Shopify got a Buy rating. Why do analysts recommend it?

Shopify got a Buy rating. Why do analysts recommend it?

Shopify is a successful tech stock. This company helps over one million businesses build, grow, and maintain their e-commerce presence.

Shopify gets to profit from recurring subscription fees and add-ons, such as payment processing. It also partners with influential players within tech and retail, including both Walmart and Facebook.

The company’s offerings are very attractive in an age where retailers need to expand their digital reach. As a result, its sales are growing rapidly, rallying by 73%, 59%, and 47% in the last three years alone.

The Covid-19 pandemic has pushed e-commerce into the spotlight, as big and small businesses rush to roll out for the first time or give their digital retail platforms a boost.

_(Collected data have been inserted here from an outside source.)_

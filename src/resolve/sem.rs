//! Semantic information attached to syntax nodes by the resolver.

use std::collections::HashMap;

use crate::arena::SecondaryMap;
use crate::ast::{self, FnId, GlobalDecl, VarId, VariableKind};
use crate::diagnostic::Span;

use super::constant::ConstantValue;
use super::types::{Access, AddressSpace, TypeId};

/// When the value of an expression becomes known.
#[derive(Debug, Clone, Copy, PartialEq, Eq, PartialOrd, Ord, Hash)]
pub enum EvaluationStage {
    /// At shader-creation time.
    Constant,
    /// At pipeline-creation time.
    Override,
    /// While the shader executes.
    Runtime,
}

impl EvaluationStage {
    pub fn name(self) -> &'static str {
        match self {
            EvaluationStage::Constant => "const-expression",
            EvaluationStage::Override => "override-expression",
            EvaluationStage::Runtime => "runtime-expression",
        }
    }

    pub fn with_article(self) -> String {
        match self {
            EvaluationStage::Override => format!("an {}", self.name()),
            _ => format!("a {}", self.name()),
        }
    }
}

bitflags::bitflags! {
    /// The ways in which control may leave a statement.
    #[derive(Clone, Copy, PartialEq, Eq, Hash)]
    pub struct Behaviors: u8 {
        const NEXT = 1 << 0;
        const RETURN = 1 << 1;
        const DISCARD = 1 << 2;
        const BREAK = 1 << 3;
        const CONTINUE = 1 << 4;
    }
}

impl std::fmt::Debug for Behaviors {
    fn fmt(&self, f: &mut std::fmt::Formatter<'_>) -> std::fmt::Result {
        const NAMES: [(Behaviors, &str); 5] = [
            (Behaviors::NEXT, "Next"),
            (Behaviors::RETURN, "Return"),
            (Behaviors::DISCARD, "Discard"),
            (Behaviors::BREAK, "Break"),
            (Behaviors::CONTINUE, "Continue"),
        ];
        f.debug_set()
            .entries(NAMES.iter().filter(|(flag, _)| self.contains(*flag)).map(|(_, name)| name))
            .finish()
    }
}

#[derive(Debug, Clone, PartialEq)]
pub struct ExprInfo {
    pub ty: TypeId,
    pub stage: EvaluationStage,
    pub value: Option<ConstantValue>,
    /// The variable ultimately read or written through this expression.
    pub source_variable: Option<VarId>,
    pub behaviors: Behaviors,
    /// Set for vector swizzles, which cannot have their address taken.
    pub is_swizzle: bool,
}

impl ExprInfo {
    pub fn new(ty: TypeId, stage: EvaluationStage) -> ExprInfo {
        ExprInfo {
            ty,
            stage,
            value: None,
            source_variable: None,
            behaviors: Behaviors::NEXT,
            is_swizzle: false,
        }
    }

    pub fn constant(value: ConstantValue) -> ExprInfo {
        let ty = value.ty();
        ExprInfo { value: Some(value), ..ExprInfo::new(ty, EvaluationStage::Constant) }
    }
}

#[derive(Debug, Clone, Copy, PartialEq, Eq, Hash)]
pub enum PipelineStage {
    Vertex,
    Fragment,
    Compute,
}

impl PipelineStage {
    pub fn name(self) -> &'static str {
        match self {
            PipelineStage::Vertex => "vertex",
            PipelineStage::Fragment => "fragment",
            PipelineStage::Compute => "compute",
        }
    }
}

#[derive(Debug, Clone, Copy, PartialEq, Eq, Hash)]
pub enum BuiltinValue {
    Position,
    VertexIndex,
    InstanceIndex,
    FrontFacing,
    FragDepth,
    SampleIndex,
    SampleMask,
    LocalInvocationId,
    LocalInvocationIndex,
    GlobalInvocationId,
    WorkgroupId,
    NumWorkgroups,
}

impl BuiltinValue {
    const ALL: [(BuiltinValue, &'static str); 12] = [
        (BuiltinValue::Position, "position"),
        (BuiltinValue::VertexIndex, "vertex_index"),
        (BuiltinValue::InstanceIndex, "instance_index"),
        (BuiltinValue::FrontFacing, "front_facing"),
        (BuiltinValue::FragDepth, "frag_depth"),
        (BuiltinValue::SampleIndex, "sample_index"),
        (BuiltinValue::SampleMask, "sample_mask"),
        (BuiltinValue::LocalInvocationId, "local_invocation_id"),
        (BuiltinValue::LocalInvocationIndex, "local_invocation_index"),
        (BuiltinValue::GlobalInvocationId, "global_invocation_id"),
        (BuiltinValue::WorkgroupId, "workgroup_id"),
        (BuiltinValue::NumWorkgroups, "num_workgroups"),
    ];

    pub fn from_name(name: &str) -> Option<BuiltinValue> {
        Self::ALL.iter().find(|(_, text)| *text == name).map(|(value, _)| *value)
    }

    pub fn name(self) -> &'static str {
        Self::ALL.iter().find(|(value, _)| *value == self).map_or("", |(_, name)| name)
    }
}

#[derive(Debug, Clone, Copy, PartialEq, Eq, Hash)]
pub enum InterpolationType {
    Perspective,
    Linear,
    Flat,
}

impl InterpolationType {
    pub fn from_name(name: &str) -> Option<InterpolationType> {
        Some(match name {
            "perspective" => InterpolationType::Perspective,
            "linear" => InterpolationType::Linear,
            "flat" => InterpolationType::Flat,
            _ => return None,
        })
    }
}

#[derive(Debug, Clone, Copy, PartialEq, Eq, Hash)]
pub enum InterpolationSampling {
    Center,
    Centroid,
    Sample,
}

impl InterpolationSampling {
    pub fn from_name(name: &str) -> Option<InterpolationSampling> {
        Some(match name {
            "center" => InterpolationSampling::Center,
            "centroid" => InterpolationSampling::Centroid,
            "sample" => InterpolationSampling::Sample,
            _ => return None,
        })
    }
}

/// Shader interface attributes of an entry point parameter, return value or structure member.
#[derive(Debug, Clone, Default, PartialEq)]
pub struct IoAttributes {
    pub location: Option<(u32, Span)>,
    pub builtin: Option<(BuiltinValue, Span)>,
    pub interpolation: Option<(InterpolationType, Option<InterpolationSampling>, Span)>,
    pub invariant: Option<Span>,
}

impl IoAttributes {
    pub fn is_empty(&self) -> bool {
        *self == IoAttributes::default()
    }
}

#[derive(Debug, Clone, Copy, PartialEq, Eq, Hash, PartialOrd, Ord)]
pub struct BindingPoint {
    pub group: u32,
    pub binding: u32,
}

#[derive(Debug, Clone, PartialEq)]
pub struct VariableInfo {
    pub kind: VariableKind,
    /// The type of an identifier expression naming the variable: a reference for `var`s.
    pub ty: TypeId,
    pub store_type: TypeId,
    pub space: Option<AddressSpace>,
    pub access: Option<Access>,
    /// The stage at which the value of a `const`, `override` or `let` becomes known.
    pub stage: EvaluationStage,
    /// The value of the initializer, if it is a constant expression.
    pub value: Option<ConstantValue>,
    pub binding: Option<BindingPoint>,
    pub override_id: Option<u16>,
    pub io: IoAttributes,
    /// `true` for module-scope declarations.
    pub global: bool,
}

/// One dimension of a compute shader's workgroup size.
#[derive(Debug, Clone, Copy, PartialEq, Eq)]
pub enum WorkgroupDimension {
    Constant(u32),
    /// Determined by a pipeline-overridable constant.
    Override,
}

#[derive(Debug, Clone, PartialEq)]
pub struct FunctionInfo {
    pub params: Vec<VarId>,
    pub return_type: TypeId,
    pub return_io: IoAttributes,
    pub stage: Option<PipelineStage>,
    pub workgroup_size: Option<[WorkgroupDimension; 3]>,
    pub must_use: bool,
    pub behaviors: Behaviors,
    /// Module-scope variables referenced by the function body, with the first reference.
    pub directly_referenced_globals: Vec<(VarId, Span)>,
    /// Module-scope variables referenced by the function or anything it calls.
    pub transitively_referenced_globals: Vec<VarId>,
    /// Functions called by this function, with the first call site.
    pub callees: Vec<(FnId, Span)>,
    /// Builtin functions called by this function, with the first call site.
    pub builtin_calls: Vec<(&'static str, Span)>,
}

impl FunctionInfo {
    pub fn is_entry_point(&self) -> bool {
        self.stage.is_some()
    }
}

/// What a local declaration hides from an enclosing scope.
#[derive(Debug, Clone, Copy, PartialEq, Eq)]
pub enum Shadowed {
    Local(VarId),
    Global(GlobalDecl),
}

/// The semantic side-table, keyed by syntax node.
#[derive(Default)]
pub struct Sem {
    pub exprs: SecondaryMap<ast::Expr, ExprInfo>,
    /// Expressions which name a type, such as the declared type of a variable.
    pub type_exprs: SecondaryMap<ast::Expr, TypeId>,
    /// Type expressions which spell a type through an alias.
    pub type_aliases: SecondaryMap<ast::Expr, ast::AliasId>,
    pub stmts: SecondaryMap<ast::Stmt, Behaviors>,
    /// Whether control can reach a statement from the start of its enclosing block.
    pub reachable: SecondaryMap<ast::Stmt, bool>,
    pub vars: SecondaryMap<ast::Variable, VariableInfo>,
    pub functions: SecondaryMap<ast::Function, FunctionInfo>,
    pub structs: SecondaryMap<ast::Struct, TypeId>,
    pub aliases: SecondaryMap<ast::Alias, TypeId>,
    pub shadows: HashMap<VarId, Shadowed>,
}

#[cfg(test)]
mod tests {
    use super::*;

    #[test]
    fn behaviors() {
        let mut behaviors = Behaviors::NEXT | Behaviors::BREAK;
        assert!(behaviors.contains(Behaviors::BREAK));
        behaviors.remove(Behaviors::BREAK);
        behaviors.insert(Behaviors::RETURN);
        assert_eq!(format!("{behaviors:?}"), r#"{"Next", "Return"}"#);
        assert!(Behaviors::empty().is_empty());
        assert!(behaviors.contains(Behaviors::empty()));
        assert_eq!(format!("{:?}", behaviors.difference(Behaviors::NEXT)), r#"{"Return"}"#);
    }

    #[test]
    fn stages_are_ordered() {
        assert!(EvaluationStage::Constant < EvaluationStage::Override);
        assert!(EvaluationStage::Override < EvaluationStage::Runtime);
        assert_eq!(EvaluationStage::Override.with_article(), "an override-expression");
    }
}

How does Shopify fare now?

Currently, Shopify is one of the hottest names in the tech sector. It even surpassed stay-at-home standouts such as Zoom and Netflix since mid-March. The stock skyrocketed with more than 200%, surging from under $350 per share to over $1,000.

After such a run, the stock is almost to the point of a near-term pullback. Despite that, Shopify will probably remain attractive in the long run as it combines e-commerce, and fintech, along with other growth areas.

Furthermore, e-commerce sales only accounted for approximately 12% of total U.S. retail sales in the first quarter. The stock has lots of space to expand beyond that. According to Zacks estimates, Shopify’s Q2 sales may jump by 38%, with its full-year revenue projected to rally by 37% in FY20 and another 34% in FY21.

While that would be a slowdown compared to the stock’s recent growth, Shopify remains strong, standing out within the current economic conditions.

The company’s adjusted Q2 earnings may slip to -$0.01, but according to forecast, its full-year EPS figures will jump by 73% and then another 23%. Considering all this, analysts gave this stock a Buy rating.